INPUT MATERIAL: Begin

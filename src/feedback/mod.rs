mod store;

pub use store::{Feedback, FeedbackError, FeedbackStore, NewFeedback};
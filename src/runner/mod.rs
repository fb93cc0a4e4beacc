mod test_runner;

pub use test_runner::{ResponseBody, SIMULATED_LATENCY, TestResult, TestRunner};
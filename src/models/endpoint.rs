use std::fmt;

use serde::{Deserialize, Serialize};

#[derive(Debug, Clone, Copy, PartialEq, Eq, Serialize, Deserialize)]
pub enum Method {
    #[serde(rename = "GET")]
    Get,
    #[serde(rename = "POST")]
    Post,
}

impl Method {
    pub fn as_str(&self) -> &'static str {
        match self {
            Method::Get => "GET",
            Method::Post => "POST",
        }
    }
}

impl fmt::Display for Method {
    fn fmt(&self, f: &mut fmt::Formatter<'_>) -> fmt::Result {
        f.write_str(self.as_str())
    }
}

#[derive(Debug, Clone, Copy, PartialEq, Eq, Serialize, Deserialize)]
pub enum Category {
    #[serde(rename = "AI")]
    Ai,
    Downloader,
    Tools,
    Music,
    Search,
    Movie,
    Server,
}

impl Category {
    /// Canonical display order used by the documentation site navigation.
    pub const ALL: [Category; 7] = [
        Category::Ai,
        Category::Downloader,
        Category::Tools,
        Category::Music,
        Category::Search,
        Category::Movie,
        Category::Server,
    ];

    pub fn as_str(&self) -> &'static str {
        match self {
            Category::Ai => "AI",
            Category::Downloader => "Downloader",
            Category::Tools => "Tools",
            Category::Music => "Music",
            Category::Search => "Search",
            Category::Movie => "Movie",
            Category::Server => "Server",
        }
    }

    pub fn parse(raw: &str) -> Option<Category> {
        Category::ALL.into_iter().find(|c| c.as_str() == raw)
    }
}

impl fmt::Display for Category {
    fn fmt(&self, f: &mut fmt::Formatter<'_>) -> fmt::Result {
        f.write_str(self.as_str())
    }
}

/// Semantic tag for a parameter. Drives display formatting and sample
/// generation only, never runtime validation.
#[derive(Debug, Clone, Copy, PartialEq, Eq, Serialize, Deserialize)]
#[serde(rename_all = "lowercase")]
pub enum ParamKind {
    String,
    Array,
    Object,
    File,
}

#[derive(Debug, Clone, PartialEq, Serialize, Deserialize)]
pub struct Parameter {
    pub name: String,
    #[serde(rename = "type")]
    pub kind: ParamKind,
    pub required: bool,
    pub description: String,
}

#[derive(Debug, Clone, PartialEq, Serialize, Deserialize)]
#[serde(rename_all = "camelCase")]
pub struct Endpoint {
    pub id: String,
    pub method: Method,
    pub path: String,
    pub title: String,
    pub category: Category,
    pub description: String,
    #[serde(rename = "params")]
    pub parameters: Vec<Parameter>,
    pub curl_example: String,
    pub js_example: String,
    #[serde(rename = "response")]
    pub sample_response: String,
}

impl Endpoint {
    pub fn has_file_param(&self) -> bool {
        self.parameters.iter().any(|p| p.kind == ParamKind::File)
    }

    /// Heading for the parameter table: query parameters for GET requests,
    /// form data when a file is uploaded, body parameters otherwise.
    pub fn parameter_section(&self) -> &'static str {
        if self.parameters.is_empty() {
            ""
        } else if self.method == Method::Get {
            "Query Parameters"
        } else if self.has_file_param() {
            "Form Data"
        } else {
            "Body Parameters"
        }
    }
}
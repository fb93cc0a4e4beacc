mod story_client;

pub use story_client::{StoryClient, StoryError, StoryRequest, SyllableRange};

INPUT MATERIAL: End

WORK REQUIRED » The required output is every line of the entries, starting at the one that contains "Heading for the" and ending at the last, copied exactly.

EXERCISE RESPONSE »
    /// Heading for the parameter table: query parameters for GET requests,
    /// form data when a file is uploaded, body parameters otherwise.
    pub fn parameter_section(&self) -> &'static str {
        if self.parameters.is_empty() {
            ""
        } else if self.method == Method::Get {
            "Query Parameters"
        } else if self.has_file_param() {
            "Form Data"
        } else {
            "Body Parameters"
        }
    }
}
repository fb93cc0a4e4beacc
mod story_client;

pub use story_client::{StoryClient, StoryError, StoryRequest, SyllableRange};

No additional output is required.